Salen ganando. Quisieron prohibir también el canto de villancicos, las ofrendas florales y los belenes, pero lo único que han conseguido es exacerbar la curiosidad de los chavales por lo prohibido. Lo que son las cosas, con perdón: ahora, en clase, en lugar de mirar furtivamente revistas de cochinadas, los adolescentes se repartirán bajo cuerda estampas religiosas. Ya ocurrió en la época de la dominación comunista y seguimos sin hacer propósito de la enmienda.
En Baena, el alcalde socialista se ha negado a retirar del salón de plenos el crucifijo. Dice que “dado que la inmensa mayoría de los baenenses se consideran cristianos, este crucifijo ni atenta contra la Constitución ni mucho menos contra los derechos de los ciudadanos de Baena”.
Con sentido común y más razón que un santo añade guasón: “Basta con observar cómo ustedes corren debajo de los santos para portarles en procesión o cómo corren detrás del obispo para besar su mano”. Y cierra el tema: “Este Cristo estará aquí mientras yo sea alcalde”. Amén. Un aplauso a la sensatez.
Me recuerda a un episodio similar que viví hace más de diez años. Trabajaba yo en el Ayuntamiento de Gibraleón, que entonces estaba gobernado por el PP. En el pasillo de la zona noble, muy cerca del salón de plenos y del despacho de alcaldía, junto a mi oficina de prensa, había un ensanche del pasillo recubierto con un cortinón de terciopelo rojo. Delante, protegido por un cristal, estaba el Cristo del Cementerio (cuya imagen serena encabeza esta entrada), una talla del siglo XIII, de estilo gótico y tamaño natural, la mayor riqueza artística del municipio.

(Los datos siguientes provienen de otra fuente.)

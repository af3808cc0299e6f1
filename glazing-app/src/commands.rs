//! One function per `glazing` subcommand.
//!
//! Each takes its input and output streams explicitly so the whole command
//! can be driven from tests.

use std::io::Write;

use anyhow::{Context, Result, bail};
use clap::Args;
use glazing_chat::{ChatBackend, ChatConfig, ChatError, ChatSession, GeminiClient};
use glazing_core::catalog::{COMPANY, Catalog};
use glazing_core::service::{EstimateDispatcher, PricingService, SimulatedPricingService};
use glazing_core::{ContactDetails, Material, QuoteRepository, QuoteWizard, ServiceType};
use tokio::io::{AsyncBufRead, AsyncBufReadExt};
use tracing::{info, warn};

use crate::app::{format_estimate, format_price_table, format_request};
use crate::wizard_host::WizardHost;

/// Flags for the non-interactive `quote` subcommand.
#[derive(Debug, Clone, Args)]
pub struct QuoteArgs {
    /// `windows` or `doors`.
    #[arg(long, value_parser = parse_service)]
    pub service: ServiceType,

    /// Aluminium, uPVC or Composite. Defaults to the service's first material.
    #[arg(long, value_parser = parse_material)]
    pub material: Option<Material>,

    /// Number of units, 1 to 20.
    #[arg(long, default_value_t = 1)]
    pub quantity: u32,

    #[arg(long)]
    pub name: String,

    #[arg(long)]
    pub email: String,

    #[arg(long)]
    pub phone: String,
}

pub fn parse_service(s: &str) -> Result<ServiceType, String> {
    ServiceType::parse(s).ok_or_else(|| format!("unknown service '{s}' (windows or doors)"))
}

pub fn parse_material(s: &str) -> Result<Material, String> {
    Material::parse(s).ok_or_else(|| unknown_material(s))
}

/// Error text listing every material name accepted on input.
pub fn unknown_material(s: &str) -> String {
    let names: Vec<&str> = Material::all().iter().map(|m| m.as_str()).collect();
    format!("unknown material '{s}' (one of {})", names.join(", "))
}

pub fn banner() -> String {
    format!(
        "{} | {}\n{} ({} reviews) | {} | {}",
        COMPANY.name,
        COMPANY.tagline,
        COMPANY.rating,
        COMPANY.review_count,
        COMPANY.phone,
        COMPANY.hours
    )
}

// ============================================================================
// quote
// ============================================================================

/// Walks the wizard from the flags, prices the selection and dispatches the
/// estimate. A dispatch failure is reported but does not fail the command.
pub async fn run_quote<P, D, W>(
    args: &QuoteArgs,
    pricing: &P,
    dispatcher: &D,
    out: &mut W,
) -> Result<()>
where
    P: PricingService + ?Sized,
    D: EstimateDispatcher + ?Sized,
    W: Write,
{
    let mut wizard = QuoteWizard::new();
    wizard.select_service(args.service)?;
    wizard.next()?;
    wizard.set_quantity(args.quantity)?;
    if let Some(material) = args.material {
        wizard.select_material(material)?;
    }
    wizard.next()?;
    wizard.set_contact(ContactDetails::new(
        args.name.as_str(),
        args.email.as_str(),
        args.phone.as_str(),
    ))?;

    let estimate = wizard
        .calculate(pricing)
        .await
        .context("Failed to calculate estimate")?
        .clone();

    write!(out, "{}", format_estimate(&estimate))?;
    if let Err(error) = dispatcher.dispatch(&estimate).await {
        warn!(%error, "estimate dispatch failed");
        writeln!(
            out,
            "Your request was not recorded ({error}). Please call {}.",
            COMPANY.phone
        )?;
    }
    Ok(())
}

// ============================================================================
// wizard
// ============================================================================

pub async fn run_wizard<P, D, R, W>(
    pricing: &P,
    dispatcher: &D,
    input: R,
    out: &mut W,
) -> Result<()>
where
    P: PricingService + ?Sized,
    D: EstimateDispatcher + ?Sized,
    R: AsyncBufRead + Unpin,
    W: Write,
{
    writeln!(out, "{}", banner())?;
    writeln!(out, "Get a quote in 4 steps. Type 'help' for commands.")?;
    WizardHost::new(pricing, dispatcher)
        .with_ctrl_c()
        .run(input, out)
        .await
}

// ============================================================================
// requests / prices
// ============================================================================

pub async fn run_requests<W: Write>(
    repo: &dyn QuoteRepository,
    service: Option<ServiceType>,
    out: &mut W,
) -> Result<()> {
    let requests = repo
        .list_requests(service)
        .await
        .context("Failed to list quote requests")?;

    if requests.is_empty() {
        writeln!(out, "No quote requests recorded.")?;
        return Ok(());
    }
    for request in &requests {
        writeln!(out, "{}", format_request(request))?;
    }
    writeln!(out, "{} request(s)", requests.len())?;
    Ok(())
}

pub fn run_prices<W: Write>(
    pricing: &SimulatedPricingService,
    out: &mut W,
) -> Result<()> {
    write!(out, "{}", format_price_table(pricing.table()))?;
    writeln!(out, "All prices exclude VAT @ 20%.")?;
    Ok(())
}

// ============================================================================
// chat
// ============================================================================

/// Gemini client for `config`, or an error naming the environment variables
/// to set when no key was found.
pub fn chat_backend(config: Option<ChatConfig>) -> Result<GeminiClient> {
    let Some(config) = config else {
        bail!(
            "{}: set {}",
            ChatError::MissingApiKey,
            crate::config::API_KEY_VARS.join(" or ")
        );
    };
    GeminiClient::new(config).context("Failed to create chat client")
}

/// Line-based chat loop. `/reset` clears the conversation, `/quit` or end of
/// input leaves.
pub async fn run_chat<B, R, W>(
    session: &mut ChatSession<B>,
    mut input: R,
    out: &mut W,
) -> Result<()>
where
    B: ChatBackend,
    R: AsyncBufRead + Unpin,
    W: Write,
{
    if let Some(greeting) = session.history().first() {
        writeln!(out, "assistant: {}", greeting.text)?;
    }

    let mut line = String::new();
    loop {
        write!(out, "you: ")?;
        out.flush()?;

        line.clear();
        if input.read_line(&mut line).await? == 0 {
            writeln!(out)?;
            break;
        }

        match line.trim() {
            "" => continue,
            "/quit" | "/exit" => break,
            "/reset" => {
                session.reset();
                info!("chat reset");
                if let Some(greeting) = session.history().first() {
                    writeln!(out, "assistant: {}", greeting.text)?;
                }
            }
            text => match session.send(text).await {
                Ok(reply) => writeln!(out, "assistant: {}", reply.text)?,
                Err(e) => writeln!(out, "{e}")?,
            },
        }
    }
    Ok(())
}

/// Standard catalog session over `backend`.
pub fn chat_session<B: ChatBackend>(backend: B) -> ChatSession<B> {
    ChatSession::new(backend, &Catalog::standard())
}

#[cfg(test)]
mod tests {
    use std::sync::Mutex;
    use std::time::Duration;

    use async_trait::async_trait;
    use glazing_chat::ChatMessage;
    use glazing_core::service::{NoopDispatcher, ServiceError};
    use glazing_core::{Estimate, Pounds, PriceTable};
    use pretty_assertions::assert_eq;

    use super::*;
    use crate::app::{LeadRecorder, open_repository};
    use crate::config::Settings;

    fn instant() -> SimulatedPricingService {
        SimulatedPricingService::new(Duration::ZERO, PriceTable::default())
    }

    fn memory_settings() -> Settings {
        let mut settings = Settings::default();
        settings.database.connection_string = ":memory:".to_string();
        settings
    }

    fn quote_args(service: ServiceType) -> QuoteArgs {
        QuoteArgs {
            service,
            material: None,
            quantity: 1,
            name: "Sam Jones".to_string(),
            email: "sam@example.com".to_string(),
            phone: "07700 900123".to_string(),
        }
    }

    struct FailingDispatcher;

    #[async_trait]
    impl EstimateDispatcher for FailingDispatcher {
        async fn dispatch(
            &self,
            _estimate: &Estimate,
        ) -> Result<(), ServiceError> {
            Err(ServiceError::Unavailable("smtp down".to_string()))
        }
    }

    struct EchoBackend {
        calls: Mutex<usize>,
    }

    #[async_trait]
    impl ChatBackend for EchoBackend {
        async fn generate(
            &self,
            _system: &str,
            _history: &[ChatMessage],
            message: &str,
        ) -> Result<String, ChatError> {
            *self.calls.lock().unwrap() += 1;
            Ok(format!("echo: {message}"))
        }
    }

    // =========================================================================
    // quote
    // =========================================================================

    #[tokio::test]
    async fn quote_prints_estimate_and_records_lead() {
        let repo = open_repository(&memory_settings()).await.unwrap();
        let recorder = LeadRecorder::new(repo.clone());
        let mut args = quote_args(ServiceType::Windows);
        args.quantity = 4;
        args.material = Some(Material::Upvc);
        let mut out = Vec::new();

        run_quote(&args, &instant(), &recorder, &mut out).await.unwrap();

        let text = String::from_utf8(out).unwrap();
        assert!(text.contains("£2,600 + VAT @ 20%"));
        let stored = repo.list_requests(None).await.unwrap();
        assert_eq!(stored.len(), 1);
        assert_eq!(stored[0].estimated_price, Pounds::new(2600));
    }

    #[tokio::test]
    async fn quote_defaults_material_for_service() {
        let mut out = Vec::new();

        run_quote(
            &quote_args(ServiceType::Doors),
            &instant(),
            &NoopDispatcher,
            &mut out,
        )
        .await
        .unwrap();

        let text = String::from_utf8(out).unwrap();
        assert!(text.contains("Doors & Security: 1 x Aluminium"));
        assert!(text.contains("£3,800"));
    }

    #[tokio::test]
    async fn quote_rejects_material_not_offered() {
        let mut args = quote_args(ServiceType::Windows);
        args.material = Some(Material::Composite);

        let err = run_quote(
            &args,
            &instant(),
            &NoopDispatcher,
            &mut Vec::new(),
        )
        .await
        .unwrap_err();

        assert_eq!(err.to_string(), "Composite is not available for Windows & Glazing");
    }

    #[tokio::test]
    async fn quote_rejects_empty_contact_field() {
        let mut args = quote_args(ServiceType::Windows);
        args.email = String::new();

        let err = run_quote(&args, &instant(), &NoopDispatcher, &mut Vec::new())
            .await
            .unwrap_err();

        assert!(format!("{err:#}").contains("missing contact details: email"));
    }

    #[tokio::test]
    async fn quote_accepts_whitespace_contact_field() {
        let mut args = quote_args(ServiceType::Windows);
        args.email = " ".to_string();
        let mut out = Vec::new();

        run_quote(&args, &instant(), &NoopDispatcher, &mut out)
            .await
            .unwrap();

        assert!(String::from_utf8(out).unwrap().contains("£1,200"));
    }

    #[tokio::test]
    async fn dispatch_failure_still_shows_estimate() {
        let mut out = Vec::new();

        run_quote(
            &quote_args(ServiceType::Windows),
            &instant(),
            &FailingDispatcher,
            &mut out,
        )
        .await
        .unwrap();

        let text = String::from_utf8(out).unwrap();
        assert!(text.contains("£1,200"));
        assert!(text.contains("not recorded"));
    }

    // =========================================================================
    // requests / prices
    // =========================================================================

    #[tokio::test]
    async fn requests_lists_and_filters() {
        let repo = open_repository(&memory_settings()).await.unwrap();
        let recorder = LeadRecorder::new(repo.clone());
        run_quote(&quote_args(ServiceType::Windows), &instant(), &recorder, &mut Vec::new())
            .await
            .unwrap();
        run_quote(&quote_args(ServiceType::Doors), &instant(), &recorder, &mut Vec::new())
            .await
            .unwrap();

        let mut all = Vec::new();
        run_requests(repo.as_ref(), None, &mut all).await.unwrap();
        let mut doors = Vec::new();
        run_requests(repo.as_ref(), Some(ServiceType::Doors), &mut doors)
            .await
            .unwrap();

        assert!(String::from_utf8(all).unwrap().ends_with("2 request(s)\n"));
        let doors = String::from_utf8(doors).unwrap();
        assert!(doors.contains("doors"));
        assert!(!doors.contains("windows"));
    }

    #[tokio::test]
    async fn requests_reports_empty_store() {
        let repo = open_repository(&memory_settings()).await.unwrap();
        let mut out = Vec::new();

        run_requests(repo.as_ref(), None, &mut out).await.unwrap();

        assert_eq!(String::from_utf8(out).unwrap(), "No quote requests recorded.\n");
    }

    #[test]
    fn prices_end_with_vat_note() {
        let mut out = Vec::new();

        run_prices(&instant(), &mut out).unwrap();

        let text = String::from_utf8(out).unwrap();
        assert_eq!(text.lines().count(), 5);
        assert!(text.ends_with("All prices exclude VAT @ 20%.\n"));
    }

    // =========================================================================
    // chat
    // =========================================================================

    #[test]
    fn missing_key_names_the_variables() {
        let err = chat_backend(None).err().unwrap().to_string();

        assert!(err.contains("GLAZING_GEMINI_API_KEY"));
        assert!(err.contains("GEMINI_API_KEY"));
    }

    #[tokio::test]
    async fn chat_loop_replies_resets_and_quits() {
        let mut session = chat_session(EchoBackend {
            calls: Mutex::new(0),
        });
        let mut out = Vec::new();

        run_chat(
            &mut session,
            "hello\n\n/reset\nsash prices?\n/quit\nnever sent\n".as_bytes(),
            &mut out,
        )
        .await
        .unwrap();

        let text = String::from_utf8(out).unwrap();
        assert!(text.contains("assistant: echo: hello"));
        assert!(text.contains("assistant: echo: sash prices?"));
        assert!(!text.contains("never sent"));
        assert_eq!(session.history().len(), 3);
    }

    #[test]
    fn unknown_material_lists_choices() {
        assert_eq!(
            parse_material("oak"),
            Err("unknown material 'oak' (one of Aluminium, uPVC, Composite)".to_string())
        );
    }

    #[test]
    fn banner_shows_company_contact() {
        let text = banner();

        assert!(text.starts_with("A406 Windows | Architectural Glazing Systems"));
        assert!(text.contains("020 8889 9982"));
    }
}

Era mi compañero de oficina, el más puntual. El primero que tenía la luz encendida cuando yo enfilaba el oscuro pasillo a eso de las 7.30 de la mañana. Siempre sospeché que se quedaba trabajando por las noches.
Ya entonces, la oposición y algunas autoridades eclesiásticas, según se dice, presionaron para que el Cristo se alojara en alguna iglesia, lugar que parecía más apropiado para que los fieles le rezaran, pero el alcalde decía que nones. Que el Cristo no se iba del Ayuntamiento mientras él estuviera allí.
Yo me alegraba porque no quería perder a un colega de trabajo tan especial. Junto a mi despacho estaba el servicio de obras y por allí pasaba medio Gibraleón a pedir licencia después de hacer una paradita delante del Señor.
Desde mi puesto de trabajo oía a los lugareños, olontenses, panzurranos, suspirar y musitar devotos sus oraciones.
Acuciada por la nostalgia, he buscado su paradero en internet y he sabido que a principios de agosto, la corporación actual, que es del PSOE, lo trasladó al Instituto Andaluz de Patrimonio Histórico para su restauración. El alcalde -en aquellos tiempos compañero en la Agencia de Desarrollo Local- ha prometido que el Crucificado regresará a las dependencias municipales, pero, ay, no sé, con la manía que le han cogido a los crucifijos los gobiernos nacional y autonómico que tenemos, siento que me falla la fe. Aunque, mira tú el alcalde de Baena.